In what is claimed to be the worlds first, a Scottish distillery has linked up with a spin-out company from a University in Edinburgh to create fuel from whisky ‘left overs’. The butanol produced after feeding these “leftovers” with bacteria can be used to fuel vehicles.
More than 90% of the stuff that comes out of a whisky distillery is not whisky. It is leftovers like draff and pot ales – both produced in the early stages of the process.
The distiller, Tullibardine has the capacity to provide 6,500 metric tons of draff (what’s left of the grain after fermentation) and 2 million liters of pot ale (residue from the still), by-products that are currently spread on agricultural fields, turned into animal feed or discharged into the sea, all at cost.
The technology isn’t new.

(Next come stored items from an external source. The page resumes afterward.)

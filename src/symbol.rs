//! Symbols: the declarations a parser binds into scope while parsing, and
//! later recalls by reference while replaying an intermediate-code stream.
//!
//! A symbol built while parsing source and a symbol recalled from a
//! stream carry the same fields; they differ only in how their parent
//! (the symbol whose scope they were declared inside) is referenced —
//! directly, while both are in memory together, or by `SymbolRef`, once
//! only the stream's record of the relationship survives.

use std::cell::RefCell;
use std::rc::{Rc, Weak};

use crate::token::SymbolRef;

/// A scope's identity: its index into a `SymbolTableVector` /
/// `SymbolVectorVector`. Scope `0` is always the global scope.
pub type ScopeId = i32;

pub const GLOBAL_SCOPE: ScopeId = 0;
pub const NO_SCOPE: ScopeId = -1;

/// Coarse classification of what a symbol names. The high bit marks a
/// symbol declared outside the source under parse (an externally-linked
/// declaration), orthogonal to the category itself.
#[derive(Debug, Clone, Copy, PartialEq, Eq)]
pub struct SymbolCategory(pub u32);

impl SymbolCategory {
    pub const UNDEFINED: SymbolCategory = SymbolCategory(0);
    pub const TYPE: SymbolCategory = SymbolCategory(1);
    pub const LITERAL: SymbolCategory = SymbolCategory(2);
    pub const VARIABLE: SymbolCategory = SymbolCategory(3);
    pub const SUBROUTINE: SymbolCategory = SymbolCategory(4);
    pub const STRUCTURE_MEMBER: SymbolCategory = SymbolCategory(5);
    pub const PARAMETER: SymbolCategory = SymbolCategory(6);

    /// User-defined categories start here.
    pub const USER_BASE: u32 = 0x0000_0100;

    const EXTERNAL_BIT: u32 = 0x8000_0000;

    pub fn external(self) -> SymbolCategory {
        SymbolCategory(self.0 | Self::EXTERNAL_BIT)
    }

    pub fn is_external(self) -> bool {
        self.0 & Self::EXTERNAL_BIT != 0
    }

    pub fn base(self) -> u32 {
        self.0 & !Self::EXTERNAL_BIT
    }
}

/// How a symbol's parent (the enclosing declaration its scope nests
/// under, if any) is referenced.
#[derive(Debug, Clone)]
pub enum Parent {
    /// No parent — this symbol's scope is not nested under another
    /// symbol's declaration.
    None,
    /// A direct, in-memory link to the parent, valid only while both
    /// symbols are part of the same live parse. Weak so a symbol table
    /// does not need its entries to form a reference cycle with their
    /// parents to stay alive.
    Direct(Weak<RefCell<Symbol>>),
    /// A link recovered from an intermediate-code stream, where only the
    /// parent's scope/index survives.
    Recalled(SymbolRef),
}

/// Where a symbol came from, kept for error reporting.
#[derive(Debug, Clone)]
pub enum Origin {
    FromSource { source_name: String, source_line: u32 },
    Recalled,
}

/// A declared name: its scope and index once placed, its category, its
/// parent link, and where it was declared.
#[derive(Debug, Clone)]
pub struct Symbol {
    pub name: String,
    pub scope: ScopeId,
    pub index: i32,
    pub category: SymbolCategory,
    pub parent: Parent,
    pub origin: Origin,
}

/// Shared ownership handle for a symbol while it is part of a live parse.
pub type SymbolHandle = Rc<RefCell<Symbol>>;

impl Symbol {
    /// Constructs a symbol declared while parsing source, not yet placed
    /// into any scope (`scope`/`index` are filled in by
    /// `SymbolTableVector::enter`).
    pub fn from_source(
        name: impl Into<String>,
        category: SymbolCategory,
        source_name: impl Into<String>,
        source_line: u32,
    ) -> Self {
        Self {
            name: name.into(),
            scope: NO_SCOPE,
            index: -1,
            category,
            parent: Parent::None,
            origin: Origin::FromSource {
                source_name: source_name.into(),
                source_line,
            },
        }
    }

    /// Constructs a symbol recovered from an intermediate-code stream,
    /// already placed at `scope`/`index`.
    pub fn recalled(name: impl Into<String>, category: SymbolCategory, scope: ScopeId, index: i32) -> Self {
        Self {
            name: name.into(),
            scope,
            index,
            category,
            parent: Parent::None,
            origin: Origin::Recalled,
        }
    }

    /// This symbol's stable reference, usable once it has been placed.
    pub fn reference(&self) -> SymbolRef {
        SymbolRef {
            scope: self.scope,
            index: self.index,
        }
    }

    pub fn is_placed(&self) -> bool {
        self.scope != NO_SCOPE && self.index >= 0
    }

    /// The line this symbol was declared on, for error messages. `0` for
    /// a recalled symbol, which carries no source position.
    pub fn source_line(&self) -> u32 {
        match &self.origin {
            Origin::FromSource { source_line, .. } => *source_line,
            Origin::Recalled => 0,
        }
    }

    pub fn source_name(&self) -> &str {
        match &self.origin {
            Origin::FromSource { source_name, .. } => source_name,
            Origin::Recalled => "<recalled>",
        }
    }

    /// `true` if `other` is reachable by walking `self`'s parent chain —
    /// the rule that decides whether a value of `self`'s type may be
    /// assigned to a variable declared with `other`'s type. Directional:
    /// only `self`'s chain is walked outward, `other` is only ever
    /// compared against. A symmetric walk that also advanced `other`'s
    /// chain and accepted any point where the two met would conflate
    /// "shares an ancestor with" and "is assignable to" — a sibling type
    /// reached through a common base is not an upcast target.
    ///
    /// Each ancestor is matched against `other` by identity if both are
    /// live (`Direct`), or by placed reference if the chain has been
    /// partly recovered from a stream (`Recalled`) — the two parent
    /// representations are mutually exclusive per node, not per chain,
    /// so a chain can cross from one to the other partway up.
    pub fn can_assign_from(self_handle: &SymbolHandle, other: &SymbolHandle) -> bool {
        let other_ref = other.borrow().reference();
        let other_is_placed = other.borrow().is_placed();
        let mut cursor = self_handle.clone();
        loop {
            if Rc::ptr_eq(&cursor, other) {
                return true;
            }
            let next = match &cursor.borrow().parent {
                Parent::Direct(weak) => weak.upgrade(),
                Parent::Recalled(symbol_ref) => {
                    if other_is_placed && *symbol_ref == other_ref {
                        return true;
                    }
                    None
                }
                Parent::None => None,
            };
            match next {
                Some(parent) => cursor = parent,
                None => return false,
            }
        }
    }
}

The idea of converting a range of fuels found in plant materials to produce butanol goes back a century, and was scaled up to make acetone for explosives in World War I. The technology died out in the 1960s because of competition from petrochemicals. If we can get this right in Scotland, we can adapt it anywhere. India makes whisky, Japan makes whisky, Ireland makes whisky. A lot of the waste ends up in the sea. – Martin Tangney of Celtic Renewables
The spin-out company, Celtic Renewables, and Tullibardine will, together, apply the process to thousands of tonnes of the distillery’s leftovers. The distiller spends around Rs. 2 crores ($ 400,000) to dispose of its by-products each year.